# Welcome to `mlir-python-extras` enjoy your stay!

more at https://github.com/makslevental/mlir-python-extras

In [3]:
# if running by yourself, you can use this instead
# !pip install -q mlir-python-extras -f https://makslevental.github.io/wheels
import os
BRANCH = os.getenv("BRANCH", "main")
os.environ["BRANCH"] = BRANCH
os.environ["SCRIPT_ADDRESS"] = f"https://raw.githubusercontent.com/makslevental/mlir-python-extras/refs/heads/{BRANCH}/scripts/get_latest_bindings.py"

In [12]:
%%bash
curl $SCRIPT_ADDRESS -o get_latest_bindings.py
latest_version=$(python get_latest_bindings.py "none")
pip install mlir_python_bindings==$latest_version -f https://makslevental.github.io/wheels
pip install git+https://github.com/makslevental/mlir-python-extras@$BRANCH

# "Boiler plate"

In [None]:
import numpy as np

import mlir.extras.types as T
from mlir.extras.ast.canonicalize import canonicalize
from mlir.extras.context import mlir_mod_ctx
from mlir.extras.dialects.ext.arith import constant
from mlir.extras.dialects.ext.memref import S
from mlir.extras.dialects.ext.func import func
from mlir.extras.dialects.ext.scf import canonicalizer as scf, range_
from mlir.extras.runtime.passes import Pipeline, run_pipeline
from mlir.extras.runtime.refbackend import LLVMJITBackend
from mlir.ir import StridedLayoutAttr

# you need this to register the memref value caster
# noinspection PyUnresolvedReferences
import mlir.extras.dialects.ext.memref

ctx_man = mlir_mod_ctx()
ctx = ctx_man.__enter__()
backend = LLVMJITBackend()

# MWE

In [None]:
K = 10
memref_i64 = T.memref(K, K, T.i64())

@func(emit=True)
@canonicalize(using=scf)
def memfoo(A: memref_i64, B: memref_i64, C: memref_i64):
    one = constant(1)
    two = constant(2)
    if one > two:
        C[0, 0] = constant(3, T.i64())
    else:
        for i in range_(0, K):
            for j in range_(0, K):
                C[i, j] = A[i, j] * B[i, j]

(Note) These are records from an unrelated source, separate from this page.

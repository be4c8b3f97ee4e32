//! Order engine.
//!
//! Converts a user's cart into an order in one transaction:
//!
//! 1. Read the cart joined with live price and stock, locking the product rows.
//! 2. Reject an empty cart, any non-positive quantity, and any line whose
//!    quantity exceeds stock. Nothing is written if any line fails.
//! 3. Total `quantity * price` over all lines with decimal arithmetic.
//! 4. Insert the order, then per line (ascending product id) decrement stock
//!    and freeze the line with its current unit price.
//! 5. Clear the cart and commit.

use tracing::{info, instrument};

use securecart_core::{OrderId, Price, UserId};

use crate::config::TransactionPolicy;
use crate::db::{CheckoutStore, StoreTx};
use crate::error::{CheckoutError, Result};
use crate::models::{CheckoutLine, NewOrderLine, OrderWithLines, TOTAL_NUMERIC};
use crate::services::run_transaction;

/// Validated checkout: lines in ascending product id and their exact total.
#[derive(Debug, Clone, PartialEq, Eq)]
pub struct CheckoutPlan {
    pub lines: Vec<NewOrderLine>,
    pub total_price: Price,
}

/// Validate cart lines against live stock and compute the order total.
///
/// # Errors
///
/// - `CheckoutError::EmptyCart` if there are no lines
/// - `CheckoutError::InvalidQuantity` for a quantity of zero or less
/// - `CheckoutError::InsufficientStock` naming the first (lowest id) product
///   whose quantity exceeds its stock
/// - `CheckoutError::TotalOverflow` if the running total stops fitting the
///   stored order total
pub fn plan_checkout(mut lines: Vec<CheckoutLine>) -> Result<CheckoutPlan> {
    if lines.is_empty() {
        return Err(CheckoutError::EmptyCart);
    }
    lines.sort_by_key(|line| line.product_id);

    let mut total_price = Price::ZERO;
    let mut planned = Vec::with_capacity(lines.len());
    for line in lines {
        if line.quantity <= 0 {
            return Err(CheckoutError::InvalidQuantity {
                product_id: line.product_id,
                quantity: line.quantity,
            });
        }
        if line.quantity > line.stock {
            return Err(CheckoutError::InsufficientStock {
                product_id: line.product_id,
            });
        }
        total_price = line
            .price
            .checked_mul_quantity(line.quantity)
            .and_then(|subtotal| total_price.checked_add(subtotal))
            .filter(|total| total.fits_numeric(TOTAL_NUMERIC.0, TOTAL_NUMERIC.1))
            .ok_or(CheckoutError::TotalOverflow {
                product_id: line.product_id,
            })?;
        planned.push(NewOrderLine {
            product_id: line.product_id,
            quantity: line.quantity,
            unit_price: line.price,
        });
    }

    Ok(CheckoutPlan {
        lines: planned,
        total_price,
    })
}

/// Creates and reads orders.
#[derive(Debug, Clone)]
pub struct OrderEngine<S> {
    store: S,
    policy: TransactionPolicy,
}

impl<S: CheckoutStore> OrderEngine<S> {
    /// Create a new order engine.
    #[must_use]
    pub const fn new(store: S, policy: TransactionPolicy) -> Self {
        Self { store, policy }
    }

    /// Check out the user's cart.
    ///
    /// # Errors
    ///
    /// Returns `EmptyCart`, `InvalidQuantity` or `InsufficientStock` when the
    /// cart cannot be fulfilled, `Contention` if the stock race is lost twice,
    /// `Timeout` if an attempt runs too long, or `Storage` for store
    /// failures. On every error the cart, stock and orders are unchanged.
    #[instrument(skip(self), fields(user_id = %user_id))]
    pub async fn create_order(&self, user_id: UserId) -> Result<OrderWithLines> {
        let order = run_transaction(&self.store, &self.policy, |tx| checkout(tx, user_id)).await?;

        info!(
            order_id = %order.order.id,
            total_price = %order.order.total_price,
            lines = order.lines.len(),
            "Order created"
        );
        Ok(order)
    }

    /// All orders of a user, newest first.
    ///
    /// # Errors
    ///
    /// Returns `CheckoutError::Storage` if the store fails.
    #[instrument(skip(self), fields(user_id = %user_id))]
    pub async fn list_orders(&self, user_id: UserId) -> Result<Vec<OrderWithLines>> {
        run_transaction(&self.store, &self.policy, |tx| orders_for(tx, user_id)).await
    }

    /// One order of a user, with its lines.
    ///
    /// # Errors
    ///
    /// Returns `CheckoutError::OrderNotFound` if the order does not exist or
    /// belongs to another user.
    #[instrument(skip(self), fields(user_id = %user_id, order_id = %order_id))]
    pub async fn get_order(&self, user_id: UserId, order_id: OrderId) -> Result<OrderWithLines> {
        run_transaction(&self.store, &self.policy, |tx| order_with_lines(tx, user_id, order_id))
            .await
    }
}

async fn checkout<T: StoreTx>(mut tx: T, user_id: UserId) -> Result<OrderWithLines> {
    let cart = tx.lock_checkout_lines(user_id).await?;
    let plan = plan_checkout(cart)?;

    let order = tx.insert_order(user_id, plan.total_price).await?;
    for line in &plan.lines {
        // Guarded decrement; only fails if stock moved after it was locked.
        if !tx.decrement_stock(line.product_id, line.quantity).await? {
            return Err(CheckoutError::InsufficientStock {
                product_id: line.product_id,
            });
        }
        tx.insert_order_line(order.id, line).await?;
    }
    tx.clear_cart(user_id).await?;

    let lines = tx.order_lines(order.id).await?;
    tx.commit().await?;
    Ok(OrderWithLines { order, lines })
}

async fn orders_for<T: StoreTx>(mut tx: T, user_id: UserId) -> Result<Vec<OrderWithLines>> {
    let orders = tx.orders_for_user(user_id).await?;
    let mut with_lines = Vec::with_capacity(orders.len());
    for order in orders {
        let lines = tx.order_lines(order.id).await?;
        with_lines.push(OrderWithLines { order, lines });
    }
    tx.commit().await?;
    Ok(with_lines)
}

async fn order_with_lines<T: StoreTx>(
    mut tx: T,
    user_id: UserId,
    order_id: OrderId,
) -> Result<OrderWithLines> {
    let order = tx
        .order_for_user(order_id, user_id)
        .await?
        .ok_or(CheckoutError::OrderNotFound { order_id })?;
    let lines = tx.order_lines(order_id).await?;
    tx.commit().await?;
    Ok(OrderWithLines { order, lines })
}
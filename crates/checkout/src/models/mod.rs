//! Domain models for checkout.
//!
//! Stored rows (`Product`, `CartLine`, `Order`, `OrderLine`, `PaymentRecord`)
//! and the read-only projections built from them (`CartItem`,
//! `OrderLineView`, `OrderWithLines`).

pub mod cart;
pub mod order;
pub mod payment;
pub mod product;

pub use cart::{CartItem, CartLine, CheckoutLine};
pub use order::{NewOrderLine, Order, OrderLine, OrderLineView, OrderWithLines, TOTAL_NUMERIC};
pub use payment::{CardDetails, MaskedCard, NewPaymentRecord, PaymentReceipt, PaymentRecord};
pub use product::{NewProduct, PRICE_NUMERIC, Product};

## `func`, `memref`, `scf`, and `arith` dialects

In [None]:
run_pipeline(ctx.module, Pipeline().cse())
print(ctx.module)

## Lower to `llvm` dialect

In [None]:
module = backend.compile(
    ctx.module,
    kernel_name=memfoo.__name__,
    pipeline=Pipeline().bufferize().lower_to_llvm(),
)
print(module)

## Run

In [None]:
A = np.random.randint(0, 10, (K, K)).astype(np.int64)
B = np.random.randint(0, 10, (K, K)).astype(np.int64)
C = np.zeros((K, K), dtype=np.int64)
backend.load(module).memfoo(A, B, C)

## Check the results

In [None]:
print(C)
assert np.array_equal(A * B, C)

## Clean up after yourself

In [None]:
ctx_man.__exit__(None, None, None);

# Slightly more complicated example

In [None]:
ctx_man = mlir_mod_ctx()
ctx = ctx_man.__enter__()

K = 256
D = 32

F = K // D
ranked_memref_kxk_f32 = T.memref(K, K, T.f32())
layout = StridedLayoutAttr.get(S, (K, 1))
ranked_memref_dxd_f32 = T.memref(D, D, T.f32(), layout=layout)

@func(emit=True)
@canonicalize(using=scf)
def tile(
    A: ranked_memref_dxd_f32, B: ranked_memref_dxd_f32, C: ranked_memref_dxd_f32
):
    for i in range_(0, D):
        for j in range_(0, D):
            C[i, j] = A[i, j] + B[i, j]

@func(emit=True)
@canonicalize(using=scf)
def tiled_memfoo(
    A: ranked_memref_kxk_f32, B: ranked_memref_kxk_f32, C: ranked_memref_kxk_f32
):
    for i in range_(0, F):
        for j in range_(0, F):
            l = lambda l: l * D
            r = lambda r: (r + 1) * D
            a, b, c = (
                A[l(i) : r(i), l(j) : r(j)],
                B[l(i) : r(i), l(j) : r(j)],
                C[l(i) : r(i), l(j) : r(j)],
            )
            tile(a, b, c)

## `func`, `memref`, `scf`, and `arith` dialects

In [None]:
print(ctx.module)
module = run_pipeline(ctx.module, str(Pipeline().cse()))
print(module)

## Run

In [None]:
module = backend.compile(
    module,
    kernel_name=tiled_memfoo.__name__,
    pipeline=Pipeline().bufferize().lower_to_llvm(),
)

A = np.random.randint(0, 10, (K, K)).astype(np.float32)
B = np.random.randint(0, 10, (K, K)).astype(np.float32)
C = np.zeros((K, K)).astype(np.float32)

backend.load(module).tiled_memfoo(A, B, C)

## Check your results

In [None]:
print(C)
assert np.array_equal(A + B, C)

## Clean up after yourself

In [None]:
ctx_man.__exit__(None, None, None);

# Do it like the professionals

In [None]:
ctx_man = mlir_mod_ctx()
ctx = ctx_man.__enter__()

ranked_memref_kxk_f32 = T.memref(K, K, T.f32())
layout = StridedLayoutAttr.get(S, (K, 1))
ranked_memref_dxd_f32 = T.memref(D, D, T.f32(), layout=layout)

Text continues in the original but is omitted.